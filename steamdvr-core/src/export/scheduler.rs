//! Concurrent export batch execution.
//!
//! A batch runs as a single spawned actor task that owns all scheduling
//! state. Workers are per-job spawned tasks reporting back over a channel;
//! the actor dispatches from a FIFO queue whenever a slot frees up, so
//! concurrency adjustments and cancellation take effect without touching
//! running jobs.

use std::collections::{HashSet, VecDeque};
use std::path::{Path, PathBuf};
use std::sync::Arc;

use tokio::sync::{mpsc, oneshot, watch};

use super::report::{self, Summary};
use super::{BatchCounts, ExportError, ExportOptions, JobTag, ProgressEvent};
use crate::config::{MAX_CONCURRENCY, MIN_CONCURRENCY};
use crate::encoder::EncodingMode;
use crate::library::ClipJob;
use crate::reconstruct::{JobResult, Phase, SegmentReconstructor};

/// Commands accepted by a running batch.
#[derive(Debug)]
enum SchedulerCommand {
    AdjustConcurrency(usize),
    Cancel,
}

/// Control handle for a running export batch.
pub struct ExportHandle {
    commands: mpsc::UnboundedSender<SchedulerCommand>,
    summary: oneshot::Receiver<Summary>,
}

impl ExportHandle {
    /// Change the worker limit for subsequent dispatches.
    ///
    /// Values outside the supported range are clamped. Lowering the limit
    /// never interrupts jobs already running; the pool shrinks as they
    /// finish.
    pub fn adjust_concurrency(&self, limit: usize) {
        let _ = self
            .commands
            .send(SchedulerCommand::AdjustConcurrency(limit));
    }

    /// Cancel the batch: queued jobs are dropped immediately, running jobs
    /// are signalled and drained.
    pub fn cancel(&self) {
        let _ = self.commands.send(SchedulerCommand::Cancel);
    }

    /// Wait for the batch to finish and return its summary.
    pub async fn wait(self) -> Result<Summary, ExportError> {
        self.summary.await.map_err(|_| ExportError::Aborted)
    }
}

/// Schedules clip exports over a bounded worker pool.
pub struct ExportScheduler {
    reconstructor: Arc<SegmentReconstructor>,
    available_modes: HashSet<EncodingMode>,
}

impl ExportScheduler {
    pub fn new(
        reconstructor: Arc<SegmentReconstructor>,
        available_modes: HashSet<EncodingMode>,
    ) -> Self {
        Self {
            reconstructor,
            available_modes,
        }
    }

    /// Start a batch over `jobs` in submission order.
    ///
    /// Returns a control handle and the progress event stream. The batch
    /// runs to completion even if the handle and event receiver are
    /// dropped.
    pub fn start(
        &self,
        jobs: Vec<ClipJob>,
        options: ExportOptions,
    ) -> Result<(ExportHandle, mpsc::UnboundedReceiver<ProgressEvent>), ExportError> {
        std::fs::create_dir_all(&options.output_dir).map_err(|source| {
            ExportError::OutputDir {
                path: options.output_dir.clone(),
                source,
            }
        })?;

        let (command_tx, command_rx) = mpsc::unbounded_channel();
        let (event_tx, event_rx) = mpsc::unbounded_channel();
        let (summary_tx, summary_rx) = oneshot::channel();

        let batch = Batch {
            reconstructor: self.reconstructor.clone(),
            available_modes: self.available_modes.clone(),
            options,
            events: event_tx,
        };
        tokio::spawn(async move {
            let summary = batch.run(jobs, command_rx).await;
            let _ = summary_tx.send(summary);
        });

        Ok((
            ExportHandle {
                commands: command_tx,
                summary: summary_rx,
            },
            event_rx,
        ))
    }
}

struct Batch {
    reconstructor: Arc<SegmentReconstructor>,
    available_modes: HashSet<EncodingMode>,
    options: ExportOptions,
    events: mpsc::UnboundedSender<ProgressEvent>,
}

/// Messages from worker tasks back to the batch actor.
///
/// One channel carries both kinds so phase reports of a job are processed
/// before its completion.
enum WorkerEvent {
    Phase { index: usize, phase: Phase },
    Done { index: usize, result: JobResult },
}

impl Batch {
    async fn run(self, jobs: Vec<ClipJob>, mut commands: mpsc::UnboundedReceiver<SchedulerCommand>) -> Summary {
        let mode = self.resolve_mode();
        let total = jobs.len();
        let mut warnings = Vec::new();
        if mode != self.options.mode {
            let message = format!(
                "Encoder for {} is not available, falling back to {}",
                self.options.mode,
                EncodingMode::FastCopy
            );
            tracing::warn!("{message}");
            self.emit(ProgressEvent::Warning {
                message: message.clone(),
            });
            warnings.push(message);
        }
        self.emit(ProgressEvent::BatchStarted { total, mode });

        // Output paths are assigned up front so name collisions within the
        // batch resolve deterministically in submission order.
        let mut assigned = HashSet::new();
        let mut queue: VecDeque<(usize, ClipJob, PathBuf)> = jobs
            .into_iter()
            .enumerate()
            .map(|(index, job)| {
                let output = assign_output_path(&job, &self.options.output_dir, &mut assigned);
                (index, job, output)
            })
            .collect();

        let (cancel_tx, _) = watch::channel(false);
        let (worker_tx, mut worker_rx) = mpsc::unbounded_channel::<WorkerEvent>();

        let mut limit = clamp_concurrency(self.options.concurrency);
        let mut active: Vec<Option<ClipJob>> = Vec::new();
        let mut active_count = 0usize;
        let mut finished: Vec<(ClipJob, JobResult)> = Vec::new();
        let mut cancelled = false;
        let mut commands_open = true;

        active.resize_with(total, || None);

        loop {
            while !cancelled && active_count < limit {
                let Some((index, job, output)) = queue.pop_front() else {
                    break;
                };
                self.dispatch(index, &job, &output, mode, &cancel_tx, &worker_tx, total, finished.len(), active_count + 1);
                active[index] = Some(job);
                active_count += 1;
            }

            if active_count == 0 && (queue.is_empty() || cancelled) {
                break;
            }

            tokio::select! {
                Some(event) = worker_rx.recv() => match event {
                    WorkerEvent::Phase { index, phase } => {
                        // Late phase reports of an already-finished job are
                        // dropped; the job has a terminal event anyway.
                        if let Some(job) = active[index].as_ref() {
                            self.emit(ProgressEvent::JobPhase {
                                job: JobTag {
                                    index,
                                    display_name: job.display_name.clone(),
                                },
                                phase,
                                counts: BatchCounts {
                                    total,
                                    completed: finished.len(),
                                    active: active_count,
                                },
                            });
                        }
                    }
                    WorkerEvent::Done { index, result } => {
                        let Some(job) = active[index].take() else {
                            continue;
                        };
                        active_count -= 1;
                        self.emit(ProgressEvent::JobFinished {
                            job: JobTag {
                                index,
                                display_name: job.display_name.clone(),
                            },
                            result: result.clone(),
                            counts: BatchCounts {
                                total,
                                completed: finished.len() + 1,
                                active: active_count,
                            },
                        });
                        finished.push((job, result));
                    }
                },
                command = commands.recv(), if commands_open => {
                    match command {
                        Some(SchedulerCommand::AdjustConcurrency(requested)) => {
                            limit = clamp_concurrency(requested);
                            tracing::info!("Worker limit adjusted to {limit}");
                        }
                        Some(SchedulerCommand::Cancel) => {
                            if !cancelled {
                                cancelled = true;
                                tracing::info!("Export batch cancelled, draining running jobs");
                                let _ = cancel_tx.send(true);
                                while let Some((index, job, _output)) = queue.pop_front() {
                                    self.emit(ProgressEvent::JobFinished {
                                        job: JobTag {
                                            index,
                                            display_name: job.display_name.clone(),
                                        },
                                        result: JobResult::Cancelled,
                                        counts: BatchCounts {
                                            total,
                                            completed: finished.len() + 1,
                                            active: active_count,
                                        },
                                    });
                                    finished.push((job, JobResult::Cancelled));
                                }
                            }
                        }
                        // All handles dropped; the batch keeps running.
                        None => commands_open = false,
                    }
                }
            }
        }

        let mut summary = Summary {
            warnings,
            ..Summary::default()
        };
        for (job, result) in &finished {
            match result {
                JobResult::Success {
                    output_size_bytes, ..
                } => {
                    summary.succeeded += 1;
                    summary.total_bytes_before += job.input_bytes;
                    summary.total_bytes_after += output_size_bytes;
                }
                JobResult::Failed { .. } => summary.failed += 1,
                JobResult::Cancelled => summary.cancelled += 1,
            }
        }

        if self.options.delete_sources && summary.succeeded > 0 {
            summary
                .warnings
                .extend(report::delete_exported_sources(&finished).await);
        }

        self.emit(ProgressEvent::BatchFinished {
            summary: summary.clone(),
        });
        summary
    }

    #[allow(clippy::too_many_arguments)]
    fn dispatch(
        &self,
        index: usize,
        job: &ClipJob,
        output: &Path,
        mode: EncodingMode,
        cancel_tx: &watch::Sender<bool>,
        worker_tx: &mpsc::UnboundedSender<WorkerEvent>,
        total: usize,
        completed: usize,
        active: usize,
    ) {
        self.emit(ProgressEvent::JobStarted {
            job: JobTag {
                index,
                display_name: job.display_name.clone(),
            },
            counts: BatchCounts {
                total,
                completed,
                active,
            },
        });

        let reconstructor = self.reconstructor.clone();
        let job = job.clone();
        let output = output.to_path_buf();
        let cancel_rx = cancel_tx.subscribe();
        let worker_tx = worker_tx.clone();
        tokio::spawn(async move {
            let phase_tx = worker_tx.clone();
            let on_phase = move |phase| {
                let _ = phase_tx.send(WorkerEvent::Phase { index, phase });
            };
            let result = reconstructor
                .reconstruct(&job, mode, &output, cancel_rx, &on_phase)
                .await;
            let _ = worker_tx.send(WorkerEvent::Done { index, result });
        });
    }

    fn resolve_mode(&self) -> EncodingMode {
        if self.options.mode.is_copy() || self.available_modes.contains(&self.options.mode) {
            self.options.mode
        } else {
            EncodingMode::FastCopy
        }
    }

    fn emit(&self, event: ProgressEvent) {
        let _ = self.events.send(event);
    }
}

fn clamp_concurrency(requested: usize) -> usize {
    requested.clamp(MIN_CONCURRENCY, MAX_CONCURRENCY)
}

/// Pick the first free output path, bumping the collision counter past
/// files already on disk and names already claimed by this batch.
fn assign_output_path(job: &ClipJob, output_dir: &Path, assigned: &mut HashSet<PathBuf>) -> PathBuf {
    let mut collision = 0u32;
    loop {
        let candidate = output_dir.join(job.output_file_name(collision));
        if !candidate.exists() && !assigned.contains(&candidate) {
            assigned.insert(candidate.clone());
            return candidate;
        }
        collision += 1;
    }
}

#[cfg(test)]
mod tests {
    use chrono::{Local, TimeZone};

    use super::*;
    use crate::library::ClipKind;

    fn job_at(hour: u32) -> ClipJob {
        ClipJob {
            source_root: PathBuf::from("/clips/clip_440"),
            application_id: "440".to_string(),
            display_name: "Team Fortress 2".to_string(),
            timestamp: Local.with_ymd_and_hms(2025, 1, 3, hour, 15, 30).unwrap(),
            kind: ClipKind::Manual,
            init_video_segment: PathBuf::from("init-stream0.m4s"),
            init_audio_segment: PathBuf::from("init-stream1.m4s"),
            video_chunks: Vec::new(),
            audio_chunks: Vec::new(),
            input_bytes: 0,
        }
    }

    #[test]
    fn concurrency_is_clamped_to_supported_range() {
        assert_eq!(clamp_concurrency(0), 1);
        assert_eq!(clamp_concurrency(4), 4);
        assert_eq!(clamp_concurrency(64), 16);
    }

    #[test]
    fn colliding_names_get_distinct_counters() {
        let tmp = tempfile::tempdir().unwrap();
        let mut assigned = HashSet::new();

        let first = assign_output_path(&job_at(18), tmp.path(), &mut assigned);
        let second = assign_output_path(&job_at(18), tmp.path(), &mut assigned);
        let other = assign_output_path(&job_at(19), tmp.path(), &mut assigned);

        assert!(first.to_string_lossy().ends_with("18.15.30.00.DVR.mp4"));
        assert!(second.to_string_lossy().ends_with("18.15.30.01.DVR.mp4"));
        assert!(other.to_string_lossy().ends_with("19.15.30.00.DVR.mp4"));
    }

    #[test]
    fn existing_files_bump_the_counter() {
        let tmp = tempfile::tempdir().unwrap();
        let job = job_at(18);
        std::fs::write(tmp.path().join(job.output_file_name(0)), b"x").unwrap();

        let mut assigned = HashSet::new();
        let assigned_path = assign_output_path(&job, tmp.path(), &mut assigned);
        assert!(
            assigned_path
                .to_string_lossy()
                .ends_with("18.15.30.01.DVR.mp4")
        );
    }
}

= = = =

Problem description
Go through the listing, find each line with the word "recv", and copy it.

Answer to the problem
                Some(event) = worker_rx.recv() => match event {
                command = commands.recv(), if commands_open => {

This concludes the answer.